#### WHAT YOU SHOULD DO:
Using "expected" as the search string, find the matching lines below and copy them.
*** Opening of DATA EXCERPTS ***
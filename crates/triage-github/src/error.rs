//! Error types for triage-github

use thiserror::Error;
use triage_core::HostError;

/// Errors that can occur while talking to the GitHub REST API
#[derive(Error, Debug)]
pub enum GithubError {
    /// Repository slug is not `owner/name`
    #[error("invalid repository slug: {0:?} (expected owner/name)")]
    InvalidRepository(String),

    /// Merge method is not one of merge, squash, rebase
    #[error("invalid merge method: {0:?}")]
    InvalidMergeMethod(String),

    /// Request URL could not be built
    #[error("invalid URL: {0}")]
    InvalidUrl(String),

    /// Request could not be sent or the body could not be read
    #[error("HTTP error: {0}")]
    Http(String),

    /// Request timed out
    #[error("request timed out after {timeout_ms}ms")]
    Timeout { timeout_ms: u64 },

    /// GitHub answered with a non-success status
    #[error("GitHub returned {status}: {message}")]
    Api { status: u16, message: String },

    /// Rate limit still exhausted after all retries
    #[error("rate limited, retry after {retry_after_secs}s")]
    RateLimited { retry_after_secs: u64 },

    /// Response body did not have the expected shape
    #[error("JSON parsing error: {0}")]
    Json(#[from] serde_json::Error),

    /// Response was well-formed JSON but semantically unusable
    #[error("invalid response: {0}")]
    InvalidResponse(String),
}

impl From<reqwest::Error> for GithubError {
    fn from(err: reqwest::Error) -> Self {
        GithubError::Http(err.to_string())
    }
}

impl GithubError {
    pub fn status(&self) -> Option<u16> {
        match self {
            GithubError::Api { status, .. } => Some(*status),
            _ => None,
        }
    }
}

impl From<GithubError> for HostError {
    fn from(err: GithubError) -> Self {
        match err {
            GithubError::Api { status: 404, message } => HostError::NotFound(message),
            GithubError::Api { status, message } => HostError::Api { status, message },
            GithubError::RateLimited { retry_after_secs } => {
                HostError::RateLimited { retry_after_secs }
            }
            GithubError::Timeout { timeout_ms } => HostError::Timeout { timeout_ms },
            GithubError::Json(e) => HostError::InvalidResponse(e.to_string()),
            GithubError::InvalidResponse(msg) => HostError::InvalidResponse(msg),
            other => HostError::Transport(other.to_string()),
        }
    }
}

/// Result type for GitHub operations
pub type Result<T> = std::result::Result<T, GithubError>;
*** Close of DATA EXCERPTS ***
#### COMPLETED TASK:
    #[error("invalid repository slug: {0:?} (expected owner/name)")]
    /// Response body did not have the expected shape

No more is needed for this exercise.